Task to carry out:
Counting the line with "and unnatural residues." as the last one, copy out the lines of the data exactly from the first onward.

Record set:

>>>>

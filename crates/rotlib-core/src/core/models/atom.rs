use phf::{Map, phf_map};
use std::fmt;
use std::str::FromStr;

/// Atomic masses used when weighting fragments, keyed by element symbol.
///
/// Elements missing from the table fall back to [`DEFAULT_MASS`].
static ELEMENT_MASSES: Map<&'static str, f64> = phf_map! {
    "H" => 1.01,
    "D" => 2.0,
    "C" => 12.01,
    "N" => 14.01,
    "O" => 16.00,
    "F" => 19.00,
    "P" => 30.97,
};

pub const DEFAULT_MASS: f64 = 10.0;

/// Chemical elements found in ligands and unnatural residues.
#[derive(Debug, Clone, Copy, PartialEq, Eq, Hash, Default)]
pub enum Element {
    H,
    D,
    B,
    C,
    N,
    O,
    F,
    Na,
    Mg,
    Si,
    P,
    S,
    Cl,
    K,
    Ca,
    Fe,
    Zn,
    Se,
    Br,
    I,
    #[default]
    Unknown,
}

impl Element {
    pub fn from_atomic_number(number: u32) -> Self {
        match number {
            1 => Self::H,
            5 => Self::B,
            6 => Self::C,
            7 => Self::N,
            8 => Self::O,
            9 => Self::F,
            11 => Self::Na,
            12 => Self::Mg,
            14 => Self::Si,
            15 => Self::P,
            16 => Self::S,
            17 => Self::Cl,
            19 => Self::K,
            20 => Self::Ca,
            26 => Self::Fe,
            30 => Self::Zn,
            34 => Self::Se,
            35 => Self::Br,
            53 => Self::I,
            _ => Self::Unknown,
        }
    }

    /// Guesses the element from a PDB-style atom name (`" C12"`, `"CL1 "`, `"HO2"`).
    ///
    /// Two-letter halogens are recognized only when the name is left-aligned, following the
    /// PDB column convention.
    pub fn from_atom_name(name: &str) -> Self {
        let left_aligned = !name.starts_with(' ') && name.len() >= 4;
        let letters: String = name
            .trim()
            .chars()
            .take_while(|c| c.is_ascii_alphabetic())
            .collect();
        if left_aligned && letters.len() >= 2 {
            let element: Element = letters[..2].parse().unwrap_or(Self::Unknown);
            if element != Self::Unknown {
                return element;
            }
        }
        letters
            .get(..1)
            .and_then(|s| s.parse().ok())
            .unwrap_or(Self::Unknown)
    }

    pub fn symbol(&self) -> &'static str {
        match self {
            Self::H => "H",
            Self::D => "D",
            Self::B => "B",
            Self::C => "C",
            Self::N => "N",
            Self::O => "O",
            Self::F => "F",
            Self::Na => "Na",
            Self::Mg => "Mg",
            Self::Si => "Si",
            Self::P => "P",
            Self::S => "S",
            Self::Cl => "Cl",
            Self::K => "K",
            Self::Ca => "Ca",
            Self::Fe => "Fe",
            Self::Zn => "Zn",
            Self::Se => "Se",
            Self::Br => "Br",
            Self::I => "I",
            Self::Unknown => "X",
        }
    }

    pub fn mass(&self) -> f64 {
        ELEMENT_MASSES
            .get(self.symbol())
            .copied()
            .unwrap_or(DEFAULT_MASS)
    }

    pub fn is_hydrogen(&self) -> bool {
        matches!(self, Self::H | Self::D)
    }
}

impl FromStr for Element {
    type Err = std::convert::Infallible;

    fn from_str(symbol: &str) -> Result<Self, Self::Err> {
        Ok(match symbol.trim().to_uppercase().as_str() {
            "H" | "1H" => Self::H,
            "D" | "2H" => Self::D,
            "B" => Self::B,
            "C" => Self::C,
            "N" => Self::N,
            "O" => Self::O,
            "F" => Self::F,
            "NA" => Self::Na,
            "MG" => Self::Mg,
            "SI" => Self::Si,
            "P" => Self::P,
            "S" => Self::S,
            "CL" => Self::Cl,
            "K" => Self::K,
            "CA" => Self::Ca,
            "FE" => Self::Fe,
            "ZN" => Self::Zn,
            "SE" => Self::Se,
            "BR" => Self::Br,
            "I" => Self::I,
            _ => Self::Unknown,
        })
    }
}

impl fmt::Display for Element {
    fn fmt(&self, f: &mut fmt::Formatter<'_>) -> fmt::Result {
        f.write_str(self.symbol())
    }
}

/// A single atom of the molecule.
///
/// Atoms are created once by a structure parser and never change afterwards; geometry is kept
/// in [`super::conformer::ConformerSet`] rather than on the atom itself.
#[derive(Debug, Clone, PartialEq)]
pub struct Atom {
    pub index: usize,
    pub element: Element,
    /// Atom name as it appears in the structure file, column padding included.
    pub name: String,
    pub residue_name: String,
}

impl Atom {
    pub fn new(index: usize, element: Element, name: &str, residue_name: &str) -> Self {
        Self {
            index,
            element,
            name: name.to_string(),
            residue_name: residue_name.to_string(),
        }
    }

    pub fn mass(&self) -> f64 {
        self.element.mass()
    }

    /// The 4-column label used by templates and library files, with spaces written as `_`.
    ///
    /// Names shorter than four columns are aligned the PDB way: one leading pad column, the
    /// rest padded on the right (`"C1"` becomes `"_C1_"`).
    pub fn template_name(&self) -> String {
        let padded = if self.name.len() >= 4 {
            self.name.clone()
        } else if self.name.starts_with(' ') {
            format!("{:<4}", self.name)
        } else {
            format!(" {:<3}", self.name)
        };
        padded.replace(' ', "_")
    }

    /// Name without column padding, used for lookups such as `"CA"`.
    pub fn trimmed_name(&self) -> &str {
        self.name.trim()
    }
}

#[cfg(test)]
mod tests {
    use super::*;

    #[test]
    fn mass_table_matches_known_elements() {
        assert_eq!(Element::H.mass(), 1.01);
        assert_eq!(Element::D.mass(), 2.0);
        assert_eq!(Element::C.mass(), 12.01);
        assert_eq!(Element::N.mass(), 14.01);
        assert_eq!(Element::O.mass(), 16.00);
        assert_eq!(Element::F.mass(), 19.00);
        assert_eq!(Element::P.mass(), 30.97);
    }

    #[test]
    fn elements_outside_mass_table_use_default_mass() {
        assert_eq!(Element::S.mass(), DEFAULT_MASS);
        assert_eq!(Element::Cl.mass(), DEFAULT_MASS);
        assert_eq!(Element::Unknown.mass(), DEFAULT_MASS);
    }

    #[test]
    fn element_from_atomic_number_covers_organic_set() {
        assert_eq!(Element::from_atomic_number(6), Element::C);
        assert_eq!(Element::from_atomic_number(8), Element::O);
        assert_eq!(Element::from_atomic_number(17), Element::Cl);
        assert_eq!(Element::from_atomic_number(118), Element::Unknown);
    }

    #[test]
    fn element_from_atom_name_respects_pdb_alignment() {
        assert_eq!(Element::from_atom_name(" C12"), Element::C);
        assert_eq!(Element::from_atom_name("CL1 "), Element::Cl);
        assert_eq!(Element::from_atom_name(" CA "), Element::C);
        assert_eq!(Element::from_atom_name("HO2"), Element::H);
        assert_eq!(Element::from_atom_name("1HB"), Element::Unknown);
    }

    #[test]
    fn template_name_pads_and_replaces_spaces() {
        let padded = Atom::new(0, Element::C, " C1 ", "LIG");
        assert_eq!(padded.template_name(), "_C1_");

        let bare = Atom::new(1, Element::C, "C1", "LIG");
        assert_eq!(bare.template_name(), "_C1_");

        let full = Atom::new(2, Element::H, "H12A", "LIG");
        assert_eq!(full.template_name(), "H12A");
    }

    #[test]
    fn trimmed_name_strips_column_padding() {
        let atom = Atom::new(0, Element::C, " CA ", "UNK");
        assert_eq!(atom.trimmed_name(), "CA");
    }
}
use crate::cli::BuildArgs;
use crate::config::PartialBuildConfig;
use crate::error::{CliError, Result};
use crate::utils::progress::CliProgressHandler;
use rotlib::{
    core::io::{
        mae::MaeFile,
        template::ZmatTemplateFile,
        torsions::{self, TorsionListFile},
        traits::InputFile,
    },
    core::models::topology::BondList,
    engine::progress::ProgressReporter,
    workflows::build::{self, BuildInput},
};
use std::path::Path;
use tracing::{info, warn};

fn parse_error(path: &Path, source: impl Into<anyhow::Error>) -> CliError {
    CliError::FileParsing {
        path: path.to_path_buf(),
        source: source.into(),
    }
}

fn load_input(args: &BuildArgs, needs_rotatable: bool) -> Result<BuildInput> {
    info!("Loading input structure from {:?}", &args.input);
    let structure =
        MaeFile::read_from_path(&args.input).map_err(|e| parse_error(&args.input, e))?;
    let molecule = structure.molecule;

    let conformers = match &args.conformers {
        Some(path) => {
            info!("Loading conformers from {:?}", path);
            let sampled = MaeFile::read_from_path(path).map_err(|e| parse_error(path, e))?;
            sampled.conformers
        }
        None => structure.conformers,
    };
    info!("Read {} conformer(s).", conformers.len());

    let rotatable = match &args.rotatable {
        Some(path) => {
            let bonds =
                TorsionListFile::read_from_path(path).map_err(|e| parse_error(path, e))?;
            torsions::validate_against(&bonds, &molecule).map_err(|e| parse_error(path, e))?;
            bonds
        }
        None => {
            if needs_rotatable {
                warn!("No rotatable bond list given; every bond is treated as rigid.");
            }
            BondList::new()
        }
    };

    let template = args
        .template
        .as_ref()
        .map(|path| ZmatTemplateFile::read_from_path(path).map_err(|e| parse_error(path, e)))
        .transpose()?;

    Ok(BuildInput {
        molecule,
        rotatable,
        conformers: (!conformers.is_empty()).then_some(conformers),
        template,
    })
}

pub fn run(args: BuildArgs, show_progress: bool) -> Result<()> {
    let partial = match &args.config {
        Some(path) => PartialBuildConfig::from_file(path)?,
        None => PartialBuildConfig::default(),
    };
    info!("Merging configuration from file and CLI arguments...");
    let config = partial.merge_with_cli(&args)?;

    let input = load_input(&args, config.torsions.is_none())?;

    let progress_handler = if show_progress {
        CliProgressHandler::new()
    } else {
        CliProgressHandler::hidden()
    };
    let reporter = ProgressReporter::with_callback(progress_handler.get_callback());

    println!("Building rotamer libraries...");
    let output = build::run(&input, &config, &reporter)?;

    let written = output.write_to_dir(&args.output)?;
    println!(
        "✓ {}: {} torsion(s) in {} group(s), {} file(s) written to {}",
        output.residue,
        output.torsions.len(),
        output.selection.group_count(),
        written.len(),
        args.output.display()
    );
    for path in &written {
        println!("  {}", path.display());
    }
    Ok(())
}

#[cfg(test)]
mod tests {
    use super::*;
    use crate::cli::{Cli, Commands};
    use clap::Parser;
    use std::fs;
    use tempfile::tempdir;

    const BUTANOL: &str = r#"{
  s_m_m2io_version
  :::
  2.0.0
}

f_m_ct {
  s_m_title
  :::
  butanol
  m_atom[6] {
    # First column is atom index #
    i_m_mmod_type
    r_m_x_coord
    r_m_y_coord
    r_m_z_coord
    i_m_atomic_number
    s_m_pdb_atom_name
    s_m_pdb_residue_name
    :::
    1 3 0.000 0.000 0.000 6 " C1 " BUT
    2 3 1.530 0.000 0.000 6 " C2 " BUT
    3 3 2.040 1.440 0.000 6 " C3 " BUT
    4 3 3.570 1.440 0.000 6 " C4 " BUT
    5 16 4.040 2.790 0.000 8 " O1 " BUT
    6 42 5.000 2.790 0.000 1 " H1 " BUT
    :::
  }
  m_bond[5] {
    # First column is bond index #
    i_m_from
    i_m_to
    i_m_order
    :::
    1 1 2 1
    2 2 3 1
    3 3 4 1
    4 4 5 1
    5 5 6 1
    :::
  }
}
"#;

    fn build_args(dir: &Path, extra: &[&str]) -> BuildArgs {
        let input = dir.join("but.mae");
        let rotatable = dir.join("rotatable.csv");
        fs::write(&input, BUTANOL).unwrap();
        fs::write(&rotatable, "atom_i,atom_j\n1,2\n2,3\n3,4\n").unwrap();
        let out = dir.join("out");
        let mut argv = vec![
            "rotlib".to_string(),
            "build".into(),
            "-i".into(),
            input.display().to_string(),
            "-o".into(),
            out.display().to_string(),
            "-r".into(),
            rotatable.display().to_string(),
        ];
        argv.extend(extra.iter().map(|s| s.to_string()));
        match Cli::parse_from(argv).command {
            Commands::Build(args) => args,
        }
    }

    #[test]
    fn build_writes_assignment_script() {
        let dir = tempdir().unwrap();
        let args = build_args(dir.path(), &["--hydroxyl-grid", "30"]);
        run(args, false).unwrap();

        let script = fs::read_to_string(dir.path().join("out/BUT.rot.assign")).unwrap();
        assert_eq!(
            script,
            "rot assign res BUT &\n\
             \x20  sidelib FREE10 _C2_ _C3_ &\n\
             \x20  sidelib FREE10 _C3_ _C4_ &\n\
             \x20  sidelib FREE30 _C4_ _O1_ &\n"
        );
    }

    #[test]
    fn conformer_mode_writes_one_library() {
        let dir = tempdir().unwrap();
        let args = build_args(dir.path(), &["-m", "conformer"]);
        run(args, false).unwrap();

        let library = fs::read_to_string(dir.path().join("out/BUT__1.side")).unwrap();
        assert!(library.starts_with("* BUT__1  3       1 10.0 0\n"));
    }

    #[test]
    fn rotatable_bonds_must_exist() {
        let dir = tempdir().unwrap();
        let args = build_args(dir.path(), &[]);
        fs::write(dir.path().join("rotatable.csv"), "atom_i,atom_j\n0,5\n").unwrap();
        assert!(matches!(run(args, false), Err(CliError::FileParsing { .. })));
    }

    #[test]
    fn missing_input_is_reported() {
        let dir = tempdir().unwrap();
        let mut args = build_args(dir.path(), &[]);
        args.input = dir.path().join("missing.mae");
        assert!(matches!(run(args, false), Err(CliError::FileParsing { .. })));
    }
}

<<<<

Solution to the exercise:
filename crates/rotlib-core/src/core/models/atom.rs
use phf::{Map, phf_map};
use std::fmt;
use std::str::FromStr;

/// Atomic masses used when weighting fragments, keyed by element symbol.
///
/// Elements missing from the table fall back to [`DEFAULT_MASS`].
static ELEMENT_MASSES: Map<&'static str, f64> = phf_map! {
    "H" => 1.01,
    "D" => 2.0,
    "C" => 12.01,
    "N" => 14.01,
    "O" => 16.00,
    "F" => 19.00,
    "P" => 30.97,
};

pub const DEFAULT_MASS: f64 = 10.0;

/// Chemical elements found in ligands and unnatural residues.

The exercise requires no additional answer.